Data in this exercise.
####

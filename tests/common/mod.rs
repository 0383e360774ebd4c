#![allow(dead_code)]

use std::sync::Arc;

use bytes::Bytes;
use envoy_types::pb::envoy::config::core::v3::{HeaderMap, HeaderValue};
use envoy_types::pb::envoy::service::ext_proc::v3::{
    body_mutation, processing_request, processing_response, HttpBody, HttpHeaders,
    ProcessingRequest, ProcessingResponse,
};
use grpc_payload_extproc::frame::{self, Frame};
use grpc_payload_extproc::policy::{default_rules, MutationPolicy};
use grpc_payload_extproc::registry::{MessageRegistry, NamedMessage};
use grpc_payload_extproc::rewrite::BodyRewriter;

pub const ECHO_DESCRIPTORS: &[u8] = include_bytes!("../../proto/echo.proto.pb");

pub fn registry() -> Arc<MessageRegistry> {
    Arc::new(MessageRegistry::from_bytes(ECHO_DESCRIPTORS).unwrap())
}

pub fn policy() -> Arc<MutationPolicy> {
    Arc::new(
        MutationPolicy::new(
            registry(),
            default_rules("echo.EchoRequest", "echo.EchoReply"),
        )
        .unwrap(),
    )
}

pub fn rewriter() -> Arc<BodyRewriter> {
    Arc::new(BodyRewriter::new(policy(), "echo.EchoRequest", "echo.EchoReply").unwrap())
}

/// Encodes `{field: value}` messages of one type into a framed body.
pub fn framed(type_name: &str, field: &str, values: &[&str]) -> Bytes {
    let registry = registry();
    let schema = registry.resolve(type_name).unwrap();
    let frames: Vec<Frame> = values
        .iter()
        .map(|value| {
            let mut message = registry.new_instance(&schema);
            message.set_str(field, *value).unwrap();
            Frame::new(registry.encode(&message))
        })
        .collect();
    frame::encode(&frames)
}

/// Decodes a framed body back into messages of one type.
pub fn unframe(type_name: &str, body: &[u8]) -> Vec<NamedMessage> {
    let registry = registry();
    let schema = registry.resolve(type_name).unwrap();
    frame::decode(Bytes::copy_from_slice(body))
        .unwrap()
        .into_iter()
        .map(|f| registry.decode(&schema, f.into_payload()).unwrap())
        .collect()
}

pub fn request_headers(method: &str) -> ProcessingRequest {
    let header = |key: &str, value: &str| HeaderValue {
        key: key.to_string(),
        raw_value: value.as_bytes().to_vec().into(),
        ..Default::default()
    };
    ProcessingRequest {
        request: Some(processing_request::Request::RequestHeaders(HttpHeaders {
            headers: Some(HeaderMap {
                headers: vec![
                    header(":authority", "grpc.domain.com"),
                    header(":path", "/echo.EchoServer/SayHelloUnary"),
                    header(":method", method),
                    header("content-type", "application/grpc"),
                ],
            }),
            end_of_stream: false,
            ..Default::default()
        })),
        ..Default::default()
    }
}

pub fn response_headers() -> ProcessingRequest {
    ProcessingRequest {
        request: Some(processing_request::Request::ResponseHeaders(HttpHeaders {
            headers: Some(HeaderMap {
                headers: vec![HeaderValue {
                    key: ":status".to_string(),
                    value: "200".to_string(),
                    ..Default::default()
                }],
            }),
            end_of_stream: false,
            ..Default::default()
        })),
        ..Default::default()
    }
}

pub fn request_body(body: &[u8], end_of_stream: bool) -> ProcessingRequest {
    ProcessingRequest {
        request: Some(processing_request::Request::RequestBody(HttpBody {
            body: body.to_vec().into(),
            end_of_stream,
            ..Default::default()
        })),
        ..Default::default()
    }
}

pub fn response_body(body: &[u8], end_of_stream: bool) -> ProcessingRequest {
    ProcessingRequest {
        request: Some(processing_request::Request::ResponseBody(HttpBody {
            body: body.to_vec().into(),
            end_of_stream,
            ..Default::default()
        })),
        ..Default::default()
    }
}

/// Replacement body carried by a response, if any.
pub fn body_mutation(response: &ProcessingResponse) -> Option<Vec<u8>> {
    let body = match response.response.as_ref()? {
        processing_response::Response::RequestBody(body)
        | processing_response::Response::ResponseBody(body) => body,
        _ => return None,
    };
    match body.response.as_ref()?.body_mutation.as_ref()?.mutation.as_ref()? {
        body_mutation::Mutation::Body(bytes) => Some(bytes.to_vec()),
        _ => None,
    }
}
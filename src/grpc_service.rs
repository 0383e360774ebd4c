use envoy_types::pb::envoy::service::ext_proc::v3::{
    external_processor_server::ExternalProcessor, ProcessingRequest, ProcessingResponse,
};
use tokio_stream::wrappers::ReceiverStream;
use tonic::{Request, Response, Status, Streaming};

use crate::config::Config;
use crate::error::{FilterError, Result};
use crate::policy::MutationPolicy;
use crate::rewrite::BodyRewriter;
use crate::stream_handler::StreamHandler;

use std::sync::Arc;

/// ext_proc server. Holds only read-only state; every stream gets its own
/// task and its own session.
#[derive(Clone)]
pub struct PayloadExtProcGrpcService {
    rewriter: Arc<BodyRewriter>,
    stream_buffer: usize,
}

impl PayloadExtProcGrpcService {
    pub fn new(config: &Config, policy: Arc<MutationPolicy>) -> Result<Self> {
        let rewriter = BodyRewriter::new(
            policy,
            &config.env.request_message_type,
            &config.env.response_message_type,
        )?;

        Ok(PayloadExtProcGrpcService {
            rewriter: Arc::new(rewriter),
            stream_buffer: config.env.stream_buffer.max(1),
        })
    }
}

#[tonic::async_trait]
impl ExternalProcessor for PayloadExtProcGrpcService {
    type ProcessStream = ReceiverStream<std::result::Result<ProcessingResponse, Status>>;

    async fn process(
        &self,
        request: Request<Streaming<ProcessingRequest>>,
    ) -> std::result::Result<Response<Self::ProcessStream>, Status> {
        log::info!(
            "Got stream from {}",
            request
                .remote_addr()
                .map(|addr| addr.to_string())
                .unwrap_or_else(|| "unknown peer".to_string())
        );
        let (tx, rx) = tokio::sync::mpsc::channel(self.stream_buffer);

        let handler = StreamHandler::new(Arc::clone(&self.rewriter), tx);
        let inbound = request.into_inner();
        tokio::spawn(async move {
            match handler.run(inbound).await {
                Ok(()) => {}
                Err(FilterError::Cancelled) => log::info!("Stream cancelled by peer."),
                Err(e) => log::warn!("Stream ended with error: {}", e),
            }
        });

        log::trace!("Returning gRPC response stream.");
        Ok(Response::new(ReceiverStream::new(rx)))
    }
}
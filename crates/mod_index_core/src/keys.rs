pub const GLOBAL_LIST_KEY: &str = "mods_list";
pub const RECORD_PREFIX: &str = "record:";
pub const TENANT_PREFIX: &str = "tenant:";
pub const TENANT_LIST_SUFFIX: &str = ":mods_list";

const TENANT_RECORD_INFIX: &str = ":record:";
const TENANT_PROFILE_SUFFIX: &str = ":profile";

/// Canonical form of a record identifier.
///
/// Strips surrounding whitespace and every leading `record:` prefix, so
/// `normalize_identifier(normalize_identifier(x)) == normalize_identifier(x)`.
pub fn normalize_identifier(raw: &str) -> String {
    let mut current = raw.trim();
    while let Some(rest) = current.strip_prefix(RECORD_PREFIX) {
        current = rest.trim();
    }
    current.to_string()
}

pub fn global_record_key(normalized_id: &str) -> String {
    format!("{RECORD_PREFIX}{normalized_id}")
}

pub fn tenant_list_key(tenant_id: &str) -> String {
    format!("{TENANT_PREFIX}{tenant_id}{TENANT_LIST_SUFFIX}")
}

pub fn tenant_record_key(tenant_id: &str, normalized_id: &str) -> String {
    format!("{TENANT_PREFIX}{tenant_id}{TENANT_RECORD_INFIX}{normalized_id}")
}

pub fn tenant_profile_key(tenant_id: &str) -> String {
    format!("{TENANT_PREFIX}{tenant_id}{TENANT_PROFILE_SUFFIX}")
}

/// Tenant id for a `tenant:<id>:mods_list` key, `None` for any other key.
pub fn tenant_from_list_key(key: &str) -> Option<&str> {
    let tenant_id = key
        .strip_prefix(TENANT_PREFIX)?
        .strip_suffix(TENANT_LIST_SUFFIX)?;
    valid_tenant_segment(tenant_id).then_some(tenant_id)
}

/// Tenant id for a `tenant:<id>:record:<normalized_id>` key.
pub fn tenant_from_record_key<'a>(key: &'a str, normalized_id: &str) -> Option<&'a str> {
    let tenant_id = key
        .strip_prefix(TENANT_PREFIX)?
        .strip_suffix(normalized_id)?
        .strip_suffix(TENANT_RECORD_INFIX)?;
    valid_tenant_segment(tenant_id).then_some(tenant_id)
}

fn valid_tenant_segment(segment: &str) -> bool {
    !segment.is_empty() && !segment.contains(':')
}

#[cfg(test)]
mod tests {
    use super::*;

    #[test]
    fn normalization_strips_repeated_prefixes_and_is_idempotent() {
        for raw in ["m1", " record:m1 ", "record:record:m1", "record: m1"] {
            let once = normalize_identifier(raw);
            assert_eq!(once, "m1", "raw input {raw:?}");
            assert_eq!(normalize_identifier(&once), once);
        }
        assert_eq!(normalize_identifier("record:"), "");
    }

    #[test]
    fn builds_partition_keys() {
        assert_eq!(global_record_key("m1"), "record:m1");
        assert_eq!(tenant_list_key("t1"), "tenant:t1:mods_list");
        assert_eq!(tenant_record_key("t1", "m2"), "tenant:t1:record:m2");
        assert_eq!(tenant_profile_key("t1"), "tenant:t1:profile");
    }

    #[test]
    fn extracts_tenant_from_list_keys_only() {
        assert_eq!(tenant_from_list_key("tenant:t1:mods_list"), Some("t1"));
        assert_eq!(tenant_from_list_key("tenant::mods_list"), None);
        assert_eq!(tenant_from_list_key("tenant:t1:record:mods_list"), None);
        assert_eq!(tenant_from_list_key("tenant:t1:profile"), None);
        assert_eq!(tenant_from_list_key("mods_list"), None);
    }

    #[test]
    fn extracts_tenant_from_record_keys_matching_the_identifier() {
        assert_eq!(tenant_from_record_key("tenant:t9:record:m2", "m2"), Some("t9"));
        assert_eq!(tenant_from_record_key("tenant:t9:record:xm2", "m2"), None);
        assert_eq!(tenant_from_record_key("tenant:t9:record:m2", "m3"), None);
        assert_eq!(tenant_from_record_key("tenant:a:b:record:m2", "m2"), None);
    }
}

####

What you should do.
Copy word for word the stretch of entries above from the line that has "use crate::policy::MutationPolicy;" through the line that has "#[derive(Clone)]", both ends included, and nothing outside it.

Response area.
use crate::policy::MutationPolicy;
use crate::rewrite::BodyRewriter;
use crate::stream_handler::StreamHandler;

use std::sync::Arc;

/// ext_proc server. Holds only read-only state; every stream gets its own
/// task and its own session.
#[derive(Clone)]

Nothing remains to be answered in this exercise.